💡 Core Concepts & Executive Briefing
Understanding Consultative Discovery Calls
In a Chiropractic clinic, your consultative discovery call is the moment you earn the right to recommend care. It’s not a sales meeting that starts with your credentials. It’s closer to the way you’d talk to a new patient in the exam room: you listen first, you ask the right questions, and you build a clear picture before you recommend anything.
Think about a patient who books after seeing your ads or hearing from a friend. They might not know what they need. They know they’re hurting, they’re frustrated, or they’ve tried other options. Your job is to get specific: What exactly is happening? When did it start? What have they tried already? What makes it better or worse? How is it affecting their sleep, work, and family life?
A consultative discovery call should include three parts:
1) Symptoms and history: the patient’s story in their words.
2) Impact: where it affects them most (sleep, walking, lifting, driving, sitting, sports, stress).
3) Expectations: what they want to be able to do again, and when they want to feel better.
When you do this well, your recommendation doesn’t feel “marketed.” It feels diagnosed—which is exactly what a chiropractic patient expects from you.
Pricing Psychology
Pricing psychology in chiropractic is not about tricks. It’s about helping the patient understand value in the context of their real problem.
Many patients compare your care cost to their “budget” or to the cost of nothing. They often think, “I could pay this… or I could just wait and see.” If you don’t connect your price to the patient’s cost of delay, they may treat care like an expense—not a plan.
To shift this, you need to talk about the cost of inaction in patient terms:
- Lost work time
- Reduced productivity
- Worsening symptoms
- More expensive interventions later
- Lifestyle impact (sleep, exercise, caregiving, chores)
Example: If a patient is considering a care plan priced at, say, $X per week, they might hear “expensive.” But if they hear, “You’re currently missing shifts / your pain is worsening / you’re losing range of motion,” then the same number becomes easier to weigh. The question becomes, “What will this cost me if I don’t address it?”
Real-World Example
Imagine a new patient, Sarah, who calls after a car accident. She says she “just needs to get back to normal.” On the consult, you don’t lead with your marketing or your membership name.
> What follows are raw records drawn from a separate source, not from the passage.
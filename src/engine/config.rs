//! Engine configuration and construction-time validation.
//!
//! Every constructor that accepts configuration calls [`EngineConfig::validate`]
//! (or the relevant sub-validator) first. Invalid values are rejected with a
//! descriptive [`ConfigError`], never clamped.

use std::time::Duration;

use thiserror::Error;

use crate::MAX_VOICES;

/// Errors raised when a configuration is rejected.
#[derive(Error, Debug, Clone, PartialEq)]
pub enum ConfigError {
    #[error("tick rate must be a finite value > 0 Hz, got {0}")]
    TickRate(f64),

    #[error("tick rate {0} Hz has no representable non-zero tick period")]
    TickPeriod(f64),

    #[error("max voices must be in 1..={max}, got {requested}")]
    VoiceCount { requested: usize, max: usize },

    #[error("staleness window must be > 0, got {0:?}")]
    Staleness(Duration),

    #[error("gesture confidence threshold must be in [0, 1], got {0}")]
    ConfidenceThreshold(f32),

    #[error("gesture proximity threshold must be finite and >= 0, got {0}")]
    ProximityThreshold(f32),

    #[error("coherence boundaries inverted: low {low} must be below high {high}")]
    InvertedCoherence { low: f32, high: f32 },

    #[error("geometry debounce must be at least 1 tick, got {0}")]
    Debounce(u32),

    #[error("grid must have rows, cols >= 1 and spacing > 0, got {rows}x{cols} spacing {spacing}")]
    Grid { rows: usize, cols: usize, spacing: f32 },

    #[error("{name} radius must be finite and > 0, got {value}")]
    Radius { name: &'static str, value: f32 },

    #[error("router note span {base}+{range} exceeds the MIDI note range")]
    NoteRange { base: u8, range: u8 },
}

/// Gesture intent thresholds
#[cfg_attr(feature = "serde", derive(serde::Serialize, serde::Deserialize))]
#[derive(Debug, Clone, Copy, PartialEq)]
pub struct GestureConfig {
    /// Minimum observation confidence
    pub confidence_threshold: f32,
    /// How long one symbol must be continuously observed
    #[cfg_attr(feature = "serde", serde(with = "millis"))]
    pub hold_time: Duration,
    /// Hands closer than this to a present face anchor are rejected
    pub proximity_threshold: f32,
    /// After a gesture ends, a different symbol is rejected for this long
    #[cfg_attr(feature = "serde", serde(with = "millis"))]
    pub cooldown: Duration,
}

impl Default for GestureConfig {
    fn default() -> Self {
        Self {
            confidence_threshold: 0.7,
            hold_time: Duration::from_millis(100),
            proximity_threshold: 0.2,
            cooldown: Duration::from_millis(150),
        }
    }
}

impl GestureConfig {
    pub fn validate(&self) -> Result<(), ConfigError> {
        if !(0.0..=1.0).contains(&self.confidence_threshold) {
            return Err(ConfigError::ConfidenceThreshold(self.confidence_threshold));
        }
        if !self.proximity_threshold.is_finite() || self.proximity_threshold < 0.0 {
            return Err(ConfigError::ProximityThreshold(self.proximity_threshold));
        }
        Ok(())
    }
}

/// Coherence boundaries and per-kind geometry parameters
#[cfg_attr(feature = "serde", derive(serde::Serialize, serde::Deserialize))]
#[derive(Debug, Clone, Copy, PartialEq)]
pub struct FieldConfig {
    /// Below this coherence the field is a grid
    pub low_coherence: f32,
    /// At or above this coherence the field is a Fibonacci sphere
    pub high_coherence: f32,
    /// Consecutive ticks a new kind must hold before it is adopted
    pub debounce_ticks: u32,
    pub grid_rows: usize,
    pub grid_cols: usize,
    pub grid_spacing: f32,
    pub circle_radius: f32,
    pub sphere_radius: f32,
}

impl Default for FieldConfig {
    fn default() -> Self {
        Self {
            low_coherence: 40.0,
            high_coherence: 60.0,
            debounce_ticks: 2,
            grid_rows: 3,
            grid_cols: 3,
            grid_spacing: 0.5,
            circle_radius: 1.5,
            sphere_radius: 1.0,
        }
    }
}

impl FieldConfig {
    pub fn validate(&self) -> Result<(), ConfigError> {
        // NaN fails this comparison too
        if !(self.low_coherence < self.high_coherence) {
            return Err(ConfigError::InvertedCoherence {
                low: self.low_coherence,
                high: self.high_coherence,
            });
        }
        if self.debounce_ticks == 0 {
            return Err(ConfigError::Debounce(self.debounce_ticks));
        }
        if self.grid_rows == 0
            || self.grid_cols == 0
            || !self.grid_spacing.is_finite()
            || self.grid_spacing <= 0.0
        {
            return Err(ConfigError::Grid {
                rows: self.grid_rows,
                cols: self.grid_cols,
                spacing: self.grid_spacing,
            });
        }
        for (name, value) in [
            ("circle", self.circle_radius),
            ("sphere", self.sphere_radius),
        ] {
            if !value.is_finite() || value <= 0.0 {
                return Err(ConfigError::Radius { name, value });
            }
        }
        Ok(())
    }
}

/// How qualified gestures translate into notes
#[cfg_attr(feature = "serde", derive(serde::Serialize, serde::Deserialize))]
#[derive(Debug, Clone, Copy, PartialEq)]
pub struct RouterConfig {
    /// Note played by a pinch of zero magnitude
    pub base_note: u8,
    /// Semitones spanned by pinch magnitude 0..1
    pub note_range: u8,
}

impl Default for RouterConfig {
    fn default() -> Self {
        Self {
            base_note: 60,
            note_range: 24,
        }
    }
}

impl RouterConfig {
    pub fn validate(&self) -> Result<(), ConfigError> {
        if self.base_note as u16 + self.note_range as u16 > 127 {
            return Err(ConfigError::NoteRange {
                base: self.base_note,
                range: self.note_range,
            });
        }
        Ok(())
    }
}

/// Complete engine configuration.
///
/// Set at construction; may be replaced at runtime through
/// [`ControlLoopScheduler::reconfigure`](crate::engine::scheduler::ControlLoopScheduler::reconfigure),
/// which validates before applying.
#[cfg_attr(feature = "serde", derive(serde::Serialize, serde::Deserialize))]
#[cfg_attr(feature = "serde", serde(default))]
#[derive(Debug, Clone, Copy, PartialEq)]
pub struct EngineConfig {
    pub tick_rate_hz: f64,
    pub max_voices: usize,
    /// Maximum age of a cached observation before it counts as absent
    #[cfg_attr(feature = "serde", serde(with = "millis"))]
    pub staleness: Duration,
    pub gesture: GestureConfig,
    pub field: FieldConfig,
    pub router: RouterConfig,
}

impl Default for EngineConfig {
    fn default() -> Self {
        Self {
            tick_rate_hz: 60.0,
            max_voices: MAX_VOICES,
            staleness: Duration::from_millis(250),
            gesture: GestureConfig::default(),
            field: FieldConfig::default(),
            router: RouterConfig::default(),
        }
    }
}

impl EngineConfig {
    pub fn with_tick_rate(mut self, hz: f64) -> Self {
        self.tick_rate_hz = hz;
        self
    }

    pub fn with_max_voices(mut self, voices: usize) -> Self {
        self.max_voices = voices;
        self
    }

    pub fn with_staleness(mut self, window: Duration) -> Self {
        self.staleness = window;
        self
    }

    pub fn with_gesture(mut self, gesture: GestureConfig) -> Self {
        self.gesture = gesture;
        self
    }

    pub fn with_field(mut self, field: FieldConfig) -> Self {
        self.field = field;
        self
    }

    pub fn with_router(mut self, router: RouterConfig) -> Self {
        self.router = router;
        self
    }

    /// Nominal tick period
    ///
    /// Only meaningful for a validated config; an unrepresentable period
    /// saturates to [`Duration::MAX`].
    pub fn tick_period(&self) -> Duration {
        Duration::try_from_secs_f64(1.0 / self.tick_rate_hz).unwrap_or(Duration::MAX)
    }

    pub fn validate(&self) -> Result<(), ConfigError> {
        if !self.tick_rate_hz.is_finite() || self.tick_rate_hz <= 0.0 {
            return Err(ConfigError::TickRate(self.tick_rate_hz));
        }
        match Duration::try_from_secs_f64(1.0 / self.tick_rate_hz) {
            Ok(period) if !period.is_zero() => {}
            _ => return Err(ConfigError::TickPeriod(self.tick_rate_hz)),
        }
        validate_voice_count(self.max_voices)?;
        if self.staleness.is_zero() {
            return Err(ConfigError::Staleness(self.staleness));
        }
        self.gesture.validate()?;
        self.field.validate()?;
        self.router.validate()
    }
}

pub(crate) fn validate_voice_count(voices: usize) -> Result<(), ConfigError> {
    if voices == 0 || voices > MAX_VOICES {
        return Err(ConfigError::VoiceCount {
            requested: voices,
            max: MAX_VOICES,
        });
    }
    Ok(())
}

#[cfg(feature = "serde")]
mod millis {
    use std::time::Duration;

    use serde::{Deserialize, Deserializer, Serializer};

    pub fn serialize<S: Serializer>(value: &Duration, serializer: S) -> Result<S::Ok, S::Error> {
        serializer.serialize_u64(value.as_millis() as u64)
    }

    pub fn deserialize<'de, D: Deserializer<'de>>(deserializer: D) -> Result<Duration, D::Error> {
        u64::deserialize(deserializer).map(Duration::from_millis)
    }
}

#[cfg(test)]
mod tests {
    use super::*;

    #[test]
    fn test_defaults_are_valid() {
        let config = EngineConfig::default();
        assert!(config.validate().is_ok());
        assert_eq!(config.max_voices, 15);
        assert_eq!(config.staleness, Duration::from_millis(250));
        assert!((config.tick_period().as_secs_f64() - 1.0 / 60.0).abs() < 1e-9);
    }

    #[test]
    fn test_rejects_non_positive_rate() {
        for rate in [0.0, -60.0, f64::NAN, f64::INFINITY] {
            let err = EngineConfig::default().with_tick_rate(rate).validate();
            assert!(matches!(err, Err(ConfigError::TickRate(_))), "rate {rate}");
        }
    }

    #[test]
    fn test_rejects_rates_without_a_usable_period() {
        for rate in [1e12, 1e-30] {
            let config = EngineConfig::default().with_tick_rate(rate);
            assert_eq!(config.validate(), Err(ConfigError::TickPeriod(rate)));
        }
        let slow = EngineConfig::default().with_tick_rate(0.5);
        assert!(slow.validate().is_ok());
        assert_eq!(slow.tick_period(), Duration::from_secs(2));
        assert_eq!(
            EngineConfig::default().with_tick_rate(1e-30).tick_period(),
            Duration::MAX
        );
    }

    #[test]
    fn test_rejects_voice_count_out_of_range() {
        let err = EngineConfig::default().with_max_voices(0).validate();
        assert_eq!(
            err,
            Err(ConfigError::VoiceCount {
                requested: 0,
                max: 15
            })
        );
        assert!(EngineConfig::default().with_max_voices(16).validate().is_err());
        assert!(EngineConfig::default().with_max_voices(1).validate().is_ok());
    }

    #[test]
    fn test_rejects_inverted_coherence_boundaries() {
        let field = FieldConfig {
            low_coherence: 60.0,
            high_coherence: 40.0,
            ..FieldConfig::default()
        };
        let err = EngineConfig::default().with_field(field).validate();
        assert!(matches!(err, Err(ConfigError::InvertedCoherence { .. })));

        let equal = FieldConfig {
            low_coherence: 50.0,
            high_coherence: 50.0,
            ..FieldConfig::default()
        };
        assert!(equal.validate().is_err());
    }

    #[test]
    fn test_rejects_bad_gesture_thresholds() {
        let gesture = GestureConfig {
            confidence_threshold: 1.5,
            ..GestureConfig::default()
        };
        assert_eq!(
            gesture.validate(),
            Err(ConfigError::ConfidenceThreshold(1.5))
        );

        let gesture = GestureConfig {
            proximity_threshold: -0.1,
            ..GestureConfig::default()
        };
        assert!(gesture.validate().is_err());
    }

    #[test]
    fn test_rejects_zero_staleness_and_debounce() {
        let err = EngineConfig::default()
            .with_staleness(Duration::ZERO)
            .validate();
        assert!(matches!(err, Err(ConfigError::Staleness(_))));

        let field = FieldConfig {
            debounce_ticks: 0,
            ..FieldConfig::default()
        };
        assert_eq!(field.validate(), Err(ConfigError::Debounce(0)));
    }

    #[test]
    fn test_error_messages_name_the_offending_value() {
        let msg = ConfigError::TickRate(-1.0).to_string();
        assert!(msg.contains("-1"));
        let msg = ConfigError::NoteRange {
            base: 120,
            range: 24,
        }
        .to_string();
        assert!(msg.contains("120+24"));
    }
}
You ask:
- Where is the pain?
- What motions trigger it?
- How is sleep?
- Are headaches daily?
- Have you seen another provider?
- What have they told you?
She says she’s missing work two days a week, her headaches are frequent, and the pain is creeping into her neck and upper back. She also tried stretching apps and occasional pain meds, but nothing is sticking.
Then, after you guide her toward an understanding of what you’ll do and why it matters, you present the recommended care plan with a clear frame: “If we want to reduce symptoms and improve function, we need consistent, guided care—at a pace your body can respond to.” You also help her connect what she’s currently paying for each week (missed time, discomfort, reduced ability). When the patient compares the care plan to the ongoing cost of delay, your pricing lands differently.
Key Concepts
- Diagnosis Over Pitching: You’re not selling “visits.” You’re recommending a care pathway that matches what’s happening in their body.
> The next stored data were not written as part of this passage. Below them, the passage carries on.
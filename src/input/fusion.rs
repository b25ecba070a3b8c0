//! Input fusion with priority arbitration.
//!
//! Producers write through cloned [`InputPort`]s. Each source has its own
//! independently locked slot, so producers for different sources never
//! contend with each other, and a write only holds its slot for one copy.
//! The tick thread owns the [`InputFusionCore`] and calls
//! [`InputFusionCore::resolve`] once per tick.

use std::{
    sync::{
        atomic::{AtomicBool, Ordering},
        Arc,
    },
    time::{Duration, Instant},
};

use parking_lot::Mutex;

use crate::{
    engine::config::{ConfigError, EngineConfig, GestureConfig},
    input::{
        event::{InputSource, NormalizedInputEvent, Payload, HAND_LANES, PRIORITY_TABLE},
        gesture::GestureQualifier,
    },
};

type Lanes = [Option<NormalizedInputEvent>; HAND_LANES];

/// Why a decision came out the way it did
#[derive(Debug, Clone, Copy, PartialEq, Eq)]
pub enum DecisionReason {
    /// Winner is the highest-priority fresh, qualified source
    Fresh,
    /// Observations are cached but all are older than the staleness window
    AllStale,
    /// The only fresh observations were gestures that did not qualify
    GestureRejected,
    /// Nothing has been ingested yet
    Empty,
    /// Input has been closed by `stop()`
    Closed,
}

/// Result of one arbitration pass: exactly one winner, or an explicit none.
#[derive(Debug, Clone, Copy, PartialEq)]
pub struct ActiveInputDecision {
    winner: Option<(NormalizedInputEvent, usize)>,
    reason: DecisionReason,
    timestamp: Instant,
}

impl ActiveInputDecision {
    pub fn none(reason: DecisionReason, timestamp: Instant) -> Self {
        Self {
            winner: None,
            reason,
            timestamp,
        }
    }

    fn winner(event: NormalizedInputEvent, lane: usize, timestamp: Instant) -> Self {
        Self {
            winner: Some((event, lane)),
            reason: DecisionReason::Fresh,
            timestamp,
        }
    }

    pub fn source(&self) -> Option<InputSource> {
        self.winner.map(|(event, _)| event.source)
    }

    /// The winning observation
    pub fn event(&self) -> Option<&NormalizedInputEvent> {
        self.winner.as_ref().map(|(event, _)| event)
    }

    /// Cache lane the winner came from (hand lane for gestures)
    pub fn lane(&self) -> Option<usize> {
        self.winner.map(|(_, lane)| lane)
    }

    pub fn reason(&self) -> DecisionReason {
        self.reason
    }

    /// Tick time the decision was made at
    pub fn timestamp(&self) -> Instant {
        self.timestamp
    }

    pub fn is_none(&self) -> bool {
        self.winner.is_none()
    }
}

struct SlotBank {
    slots: [Mutex<Lanes>; InputSource::COUNT],
    closed: AtomicBool,
}

impl SlotBank {
    fn new() -> Self {
        Self {
            slots: std::array::from_fn(|_| Mutex::new([None; HAND_LANES])),
            closed: AtomicBool::new(false),
        }
    }

    fn write(&self, event: NormalizedInputEvent) {
        if self.closed.load(Ordering::Acquire) {
            return;
        }
        let lane = event.lane();
        self.slots[event.source.index()].lock()[lane] = Some(event);
    }

    fn read(&self, source: InputSource) -> Lanes {
        *self.slots[source.index()].lock()
    }

    fn clear(&self) {
        for slot in &self.slots {
            *slot.lock() = [None; HAND_LANES];
        }
    }
}

/// Cloneable producer handle given to input adapters.
///
/// `ingest` is O(1) and never blocks on another source. After the engine is
/// stopped it silently does nothing.
#[derive(Clone)]
pub struct InputPort {
    bank: Arc<SlotBank>,
}

impl InputPort {
    /// Overwrite the cache slot for the event's source (and lane).
    #[inline]
    pub fn ingest(&self, event: NormalizedInputEvent) {
        self.bank.write(event);
    }

    pub fn is_closed(&self) -> bool {
        self.bank.closed.load(Ordering::Acquire)
    }

    pub(crate) fn close(&self) {
        self.bank.closed.store(true, Ordering::Release);
    }

    pub(crate) fn reopen(&self) {
        self.bank.closed.store(false, Ordering::Release);
    }
}

impl std::fmt::Debug for InputPort {
    fn fmt(&self, f: &mut std::fmt::Formatter<'_>) -> std::fmt::Result {
        f.debug_struct("InputPort")
            .field("closed", &self.is_closed())
            .finish()
    }
}

/// Latest-observation cache plus per-tick arbitration
pub struct InputFusionCore {
    bank: Arc<SlotBank>,
    qualifiers: [GestureQualifier; HAND_LANES],
    staleness: Duration,
    stale_skips: u64,
}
- Cost of Inaction: Tie your pricing to the patient’s current reality—what they’re losing each week by waiting.
- Silence is Golden: After stating the care recommendation, pause. Don’t rush to fill the silence. Let the patient process. Many objections come from panic, not from logic.
In clinic terms, silence gives the patient a chance to ask the next real question: “What happens if I don’t do this?” or “How long will it take?”
Building Trust
Trust isn’t built by saying, “We’re the best.” It’s built by how you run the call.
Patients trust a clinic when:
- You ask the right questions and repeat back what you heard.
- You explain the next step in plain language.
- Your tone matches patient urgency (not yours).
- You’re consistent: same call structure, same clarity, same respect.
When patients feel understood, they don’t feel “sold to.” They feel guided—which makes closing much more natural.
Conclusion
A strong consultative discovery call in chiropractic turns leads into real patients because you lead with diagnosis, not a pitch. When you pair that with pricing psychology—especially the cost of inaction—you make the recommendation easier to say yes to. Your goal isn’t to talk someone into care. Your goal is to help them see that care is the logical next step for the situation they’re already living in.